Jesse D. Bloom and Richard A. Neher
bioRxiv, vol. , , 2023
Knowledge of the fitness effects of mutations to SARS-CoV-2 can inform assessment of new variants, design of therapeutics resistant to escape, and understanding of the functions of viral proteins. However, experimentally measuring effects of mutations is challenging: we lack tractable lab assays for many SARS-CoV-2 proteins, and comprehensive deep mutational scanning has been applied to only two SARS-CoV-2 proteins. Here we develop an approach that leverages millions of publicly available SARS-CoV-2 sequences to estimate effects of mutations. We first calculate how many independent occurrences of each mutation are expected to be observed along the SARS-CoV-2 phylogeny in the absence of selection. We then compare these expected observations to the actual observations to estimate the effect of each mutation.
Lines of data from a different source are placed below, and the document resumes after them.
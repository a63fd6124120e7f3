//! Shared Numeric Helpers

/// Round to a fixed number of decimal places.
///
/// Percentages and scores are rounded at the point of computation, not at
/// presentation time, so downstream consumers see reproducible values.
pub fn round_to(value: f64, decimals: u32) -> f64 {
    let factor = 10f64.powi(decimals as i32);
    (value * factor).round() / factor
}
//! Stratified Cross-Validation

use crate::algorithms::AlgorithmSpec;
use crate::scaler::StandardScaler;
use ndarray::{ArrayView2, Axis};
use rand::rngs::StdRng;
use rand::seq::SliceRandom;
use rand::SeedableRng;
use tracing::debug;

/// Fold count actually usable for the data at hand.
///
/// Every class must appear in every fold, so the count is capped by the
/// smallest class, with a floor of 2 folds.
pub fn effective_folds(y: &[usize], requested: usize) -> usize {
    let mut counts = std::collections::BTreeMap::new();
    for &label in y {
        *counts.entry(label).or_insert(0usize) += 1;
    }
    let min_class = counts.values().copied().min().unwrap_or(0);
    requested.min(min_class).max(2)
}

/// Stratified fold assignment: shuffle each class's indices with a seeded RNG,
/// then deal them round-robin across folds. Returns per-fold test index sets.
pub fn stratified_folds(y: &[usize], n_folds: usize, seed: u64) -> Vec<Vec<usize>> {
    let mut rng = StdRng::seed_from_u64(seed);
    let mut by_class = std::collections::BTreeMap::<usize, Vec<usize>>::new();
    for (i, &label) in y.iter().enumerate() {
        by_class.entry(label).or_default().push(i);
    }

    let mut folds = vec![Vec::new(); n_folds];
    for indices in by_class.into_values() {
        let mut indices = indices;
        indices.shuffle(&mut rng);
        for (offset, index) in indices.into_iter().enumerate() {
            folds[offset % n_folds].push(index);
        }
    }
    for fold in &mut folds {
        fold.sort_unstable();
    }
    folds
}

/// Per-fold accuracy of a candidate fitted on the complement of each fold.
/// The scaler is refit on each training split so no test data leaks into it.
pub fn cross_val_scores(
    spec: &AlgorithmSpec,
    x: ArrayView2<'_, f64>,
    y: &[usize],
    folds: &[Vec<usize>],
) -> Vec<f64> {
    folds
        .iter()
        .enumerate()
        .map(|(fold_no, test_idx)| {
            let (preds, truth) = fold_predictions(spec, x, y, test_idx);
            let correct = preds.iter().zip(&truth).filter(|(p, t)| p == t).count();
            let accuracy = correct as f64 / truth.len().max(1) as f64;
            debug!(fold = fold_no, accuracy, "fold scored");
            accuracy
        })
        .collect()
}

/// Out-of-fold predictions for every sample, aligned with the input order.
/// Each sample is predicted by the one model that never saw it in training.
pub fn cross_val_predict(
    spec: &AlgorithmSpec,
    x: ArrayView2<'_, f64>,
    y: &[usize],
    folds: &[Vec<usize>],
) -> Vec<usize> {
    let mut out = vec![0usize; y.len()];
    for test_idx in folds {
        let (preds, _) = fold_predictions(spec, x, y, test_idx);
        for (&i, pred) in test_idx.iter().zip(preds) {
            out[i] = pred;
        }
    }
    out
}

fn fold_predictions(
    spec: &AlgorithmSpec,
    x: ArrayView2<'_, f64>,
    y: &[usize],
    test_idx: &[usize],
) -> (Vec<usize>, Vec<usize>) {
    let in_test: std::collections::BTreeSet<usize> = test_idx.iter().copied().collect();
    let train_idx: Vec<usize> = (0..y.len()).filter(|i| !in_test.contains(i)).collect();

    let x_train = x.select(Axis(0), &train_idx);
    let y_train: Vec<usize> = train_idx.iter().map(|&i| y[i]).collect();
    let x_test = x.select(Axis(0), test_idx);
    let y_test: Vec<usize> = test_idx.iter().map(|&i| y[i]).collect();

    let (scaler, z_train) = StandardScaler::fit_transform(x_train.view());
    let z_test = scaler.transform(x_test.view());

    let model = spec.fit(z_train.view(), &y_train);
    (model.predict(z_test.view()), y_test)
}
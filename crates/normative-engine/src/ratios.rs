//! Gas Ratio and Percentage Utilities
//!
//! Pure numeric helpers shared by the normative methods. All operate on a
//! [`GasReading`] and return `f64`.

use dga_domain::GasReading;

/// Sentinel returned by [`safe_ratio`] for a positive numerator over a
/// non-positive denominator. Classifiers compare it against their thresholds
/// to represent "infinite" ratios, so the exact value matters.
pub const RATIO_SENTINEL: f64 = 999.0;

/// Division guarded against non-positive denominators.
///
/// Returns [`RATIO_SENTINEL`] when the denominator is <= 0 and the numerator
/// is positive, and 0.0 when both are non-positive.
pub fn safe_ratio(numerator: f64, denominator: f64) -> f64 {
    if denominator <= 0.0 {
        if numerator > 0.0 {
            RATIO_SENTINEL
        } else {
            0.0
        }
    } else {
        numerator / denominator
    }
}

/// CH4 / H2, sensitive to fault temperature
pub fn ratio_ch4_h2(reading: &GasReading) -> f64 {
    safe_ratio(reading.ch4, reading.h2)
}

/// C2H2 / C2H4, discriminates discharges from thermal faults
pub fn ratio_c2h2_c2h4(reading: &GasReading) -> f64 {
    safe_ratio(reading.c2h2, reading.c2h4)
}

/// C2H4 / C2H6, indicates thermal severity
pub fn ratio_c2h4_c2h6(reading: &GasReading) -> f64 {
    safe_ratio(reading.c2h4, reading.c2h6)
}

/// C2H6 / CH4
pub fn ratio_c2h6_ch4(reading: &GasReading) -> f64 {
    safe_ratio(reading.c2h6, reading.ch4)
}

/// C2H6 / C2H2, Dornenburg's R4
pub fn ratio_c2h6_c2h2(reading: &GasReading) -> f64 {
    safe_ratio(reading.c2h6, reading.c2h2)
}

/// C2H2 / CH4, Dornenburg's R3
pub fn ratio_c2h2_ch4(reading: &GasReading) -> f64 {
    safe_ratio(reading.c2h2, reading.ch4)
}

/// CO2 / CO, indicates cellulose degradation
pub fn ratio_co2_co(reading: &GasReading) -> f64 {
    safe_ratio(reading.co2, reading.co)
}

/// Total Dissolved Combustible Gas per IEEE C57.104-2019:
/// H2 + CH4 + C2H6 + C2H4 + C2H2 + CO.
pub fn total_combustible_gases(reading: &GasReading) -> f64 {
    reading.h2 + reading.ch4 + reading.c2h6 + reading.c2h4 + reading.c2h2 + reading.co
}

/// Sum of the hydrocarbon gases: CH4 + C2H6 + C2H4 + C2H2
pub fn total_hydrocarbons(reading: &GasReading) -> f64 {
    reading.ch4 + reading.c2h6 + reading.c2h4 + reading.c2h2
}

/// Ternary composition (%CH4, %C2H4, %C2H2) for Duval Triangle 1.
///
/// All-zero when the three gases sum to zero; otherwise the percentages sum
/// to 100.
pub fn duval_triangle_percentages(reading: &GasReading) -> (f64, f64, f64) {
    let total = reading.ch4 + reading.c2h4 + reading.c2h2;
    if total <= 0.0 {
        return (0.0, 0.0, 0.0);
    }
    (
        reading.ch4 / total * 100.0,
        reading.c2h4 / total * 100.0,
        reading.c2h2 / total * 100.0,
    )
}

/// Pentagonal composition (%H2, %CH4, %C2H6, %C2H4, %C2H2) for Duval
/// Pentagon 1. All-zero when the five gases sum to zero.
pub fn duval_pentagon_percentages(reading: &GasReading) -> (f64, f64, f64, f64, f64) {
    let total = reading.h2 + reading.ch4 + reading.c2h6 + reading.c2h4 + reading.c2h2;
    if total <= 0.0 {
        return (0.0, 0.0, 0.0, 0.0, 0.0);
    }
    (
        reading.h2 / total * 100.0,
        reading.ch4 / total * 100.0,
        reading.c2h6 / total * 100.0,
        reading.c2h4 / total * 100.0,
        reading.c2h2 / total * 100.0,
    )
}
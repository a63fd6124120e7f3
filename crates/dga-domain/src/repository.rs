//! Sample Repository Port

use crate::sample::Sample;

/// Read-only access to stored oil samples.
///
/// Implemented by the persistence collaborator; the diagnostic core only
/// reads through this port and never writes to the store.
pub trait SampleRepository: Send + Sync {
    /// All stored samples
    fn get_all(&self) -> Vec<Sample>;

    /// Sample by persistent id, if present
    fn get_by_id(&self, id: i64) -> Option<Sample>;

    /// All samples belonging to one transformer
    fn get_by_transformer(&self, transformer_id: i64) -> Vec<Sample>;
}
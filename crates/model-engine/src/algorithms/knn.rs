//! Distance-Weighted Nearest Neighbors

use crate::N_CLASSES;
use ndarray::{Array2, ArrayView1, ArrayView2};
use serde::{Deserialize, Serialize};

/// KNN hyperparameters
#[derive(Debug, Clone, PartialEq, Serialize, Deserialize)]
pub struct KnnParams {
    /// Number of neighbors consulted per query
    pub k: usize,
}

impl Default for KnnParams {
    fn default() -> Self {
        Self { k: 5 }
    }
}

/// k-nearest-neighbors classifier with inverse-distance vote weights.
///
/// A neighbor at zero distance dominates: the query collapses to a vote over
/// exact matches only.
#[derive(Debug, Clone, PartialEq, Serialize, Deserialize)]
pub struct NearestNeighbors {
    x: Array2<f64>,
    y: Vec<usize>,
    k: usize,
}

impl NearestNeighbors {
    /// Memorize the training data
    pub fn fit(x: ArrayView2<'_, f64>, y: &[usize], params: &KnnParams) -> Self {
        Self {
            x: x.to_owned(),
            y: y.to_vec(),
            k: params.k.max(1),
        }
    }

    /// Normalized inverse-distance vote weights per class
    pub fn predict_proba(&self, x: ArrayView2<'_, f64>) -> Vec<[f64; N_CLASSES]> {
        x.outer_iter().map(|row| self.vote(row)).collect()
    }

    fn vote(&self, row: ArrayView1<'_, f64>) -> [f64; N_CLASSES] {
        let mut neighbors: Vec<(f64, usize)> = self
            .x
            .outer_iter()
            .zip(&self.y)
            .map(|(train_row, &label)| {
                let dist: f64 = train_row
                    .iter()
                    .zip(row.iter())
                    .map(|(a, b)| (a - b).powi(2))
                    .sum::<f64>()
                    .sqrt();
                (dist, label)
            })
            .collect();
        neighbors.sort_by(|a, b| a.0.total_cmp(&b.0));
        neighbors.truncate(self.k.min(neighbors.len()));

        let mut weights = [0.0; N_CLASSES];
        let exact: Vec<usize> = neighbors
            .iter()
            .filter(|(d, _)| *d == 0.0)
            .map(|&(_, label)| label)
            .collect();

        if exact.is_empty() {
            for (dist, label) in neighbors {
                weights[label] += 1.0 / dist;
            }
        } else {
            // Exact matches carry infinite weight; split evenly among them
            for label in exact {
                weights[label] += 1.0;
            }
        }

        let total: f64 = weights.iter().sum();
        if total > 0.0 {
            for w in &mut weights {
                *w /= total;
            }
        }
        weights
    }
}
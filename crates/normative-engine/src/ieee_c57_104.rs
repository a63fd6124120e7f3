//! IEEE C57.104-2019 Condition Method
//!
//! Compares each gas concentration and the TDCG against the typical limits of
//! IEEE C57.104-2019 Table 1 to grade the transformer into conditions 1-4,
//! then suggests a fault type from the basic IEC ratios when the overall
//! condition is 3 or worse.

use crate::ratios::{ratio_c2h2_c2h4, ratio_c2h4_c2h6, ratio_ch4_h2, total_combustible_gases};
use dga_domain::{round_to, FaultType, GasReading, MethodResult};
use serde_json::{json, Map, Value};

/// Method identifier
pub const IEEE_C57_104: &str = "IEEE C57.104-2019";

/// Per-gas condition limits (ppm): thresholds separating conditions 1|2, 2|3, 3|4
const GAS_LIMITS: [(&str, [f64; 3]); 7] = [
    ("h2", [100.0, 200.0, 500.0]),
    ("ch4", [75.0, 125.0, 200.0]),
    ("c2h6", [65.0, 100.0, 150.0]),
    ("c2h4", [50.0, 100.0, 200.0]),
    ("c2h2", [2.0, 10.0, 35.0]),
    ("co", [350.0, 570.0, 1400.0]),
    ("co2", [2500.0, 4000.0, 10000.0]),
];

/// TDCG condition limits (ppm)
const TDCG_LIMITS: [f64; 3] = [720.0, 1920.0, 4630.0];

fn condition_for(value: f64, limits: &[f64; 3]) -> u8 {
    if value <= limits[0] {
        1
    } else if value <= limits[1] {
        2
    } else if value <= limits[2] {
        3
    } else {
        4
    }
}

fn condition_label(condition: u8) -> &'static str {
    match condition {
        1 => "Condition 1: normal operation",
        2 => "Condition 2: normal, gases above typical values",
        3 => "Condition 3: abnormal, investigation required",
        _ => "Condition 4: dangerous, immediate action required",
    }
}

/// Suggest a fault type from the basic gas ratios; applied when the overall
/// condition is >= 3.
fn suggest_fault_type(reading: &GasReading) -> FaultType {
    let r1 = ratio_ch4_h2(reading);
    let r2 = ratio_c2h2_c2h4(reading);
    let r3 = ratio_c2h4_c2h6(reading);

    // Acetylene dominance points to discharges
    if reading.c2h2 > 10.0 {
        if r2 > 2.0 {
            return FaultType::D1;
        }
        return FaultType::D2;
    }

    // Thermal ratio bands
    if r3 > 4.0 {
        return FaultType::T3;
    }
    if r3 > 1.0 {
        return FaultType::T2;
    }
    if r1 > 1.0 && r3 <= 1.0 {
        return FaultType::T1;
    }

    // Hydrogen-dominant with little methane: partial discharges
    if reading.h2 > 100.0 && r1 < 0.1 {
        return FaultType::PD;
    }

    FaultType::S
}

/// Run the IEEE C57.104-2019 diagnosis
pub fn diagnose(reading: &GasReading) -> MethodResult {
    let gas_values = [
        ("h2", reading.h2),
        ("ch4", reading.ch4),
        ("c2h6", reading.c2h6),
        ("c2h4", reading.c2h4),
        ("c2h2", reading.c2h2),
        ("co", reading.co),
        ("co2", reading.co2),
    ];

    let mut individual = Map::new();
    let mut max_gas_condition = 1u8;
    for ((gas, value), (_, limits)) in gas_values.iter().zip(GAS_LIMITS.iter()) {
        let condition = condition_for(*value, limits);
        max_gas_condition = max_gas_condition.max(condition);
        individual.insert((*gas).to_string(), json!(condition));
    }

    let tdcg = total_combustible_gases(reading);
    let tdcg_condition = condition_for(tdcg, &TDCG_LIMITS);
    let overall = max_gas_condition.max(tdcg_condition);

    let fault = if overall <= 2 {
        FaultType::N
    } else {
        suggest_fault_type(reading)
    };

    MethodResult::new(IEEE_C57_104, fault)
        .with_description(condition_label(overall))
        .with_detail("overall_condition", json!(overall))
        .with_detail("tdcg_ppm", json!(round_to(tdcg, 2)))
        .with_detail("tdcg_condition", json!(tdcg_condition))
        .with_detail("individual_conditions", Value::Object(individual))
}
These estimates correlate well with deep mutational scanning measurements. For most genes, synonymous mutations are nearly neutral, stop-codon mutations are deleterious, and amino-acid mutations have a range of effects. However, some viral accessory proteins are under little to no selection. We provide interactive visualizations of effects of mutations to all SARS-CoV-2 proteins (https://jbloomlab.github.io/SARS2-mut-fitness). The framework we describe is applicable to any virus for which the number of available sequences is sufficiently large that many independent occurrences of each neutral mutation are observed.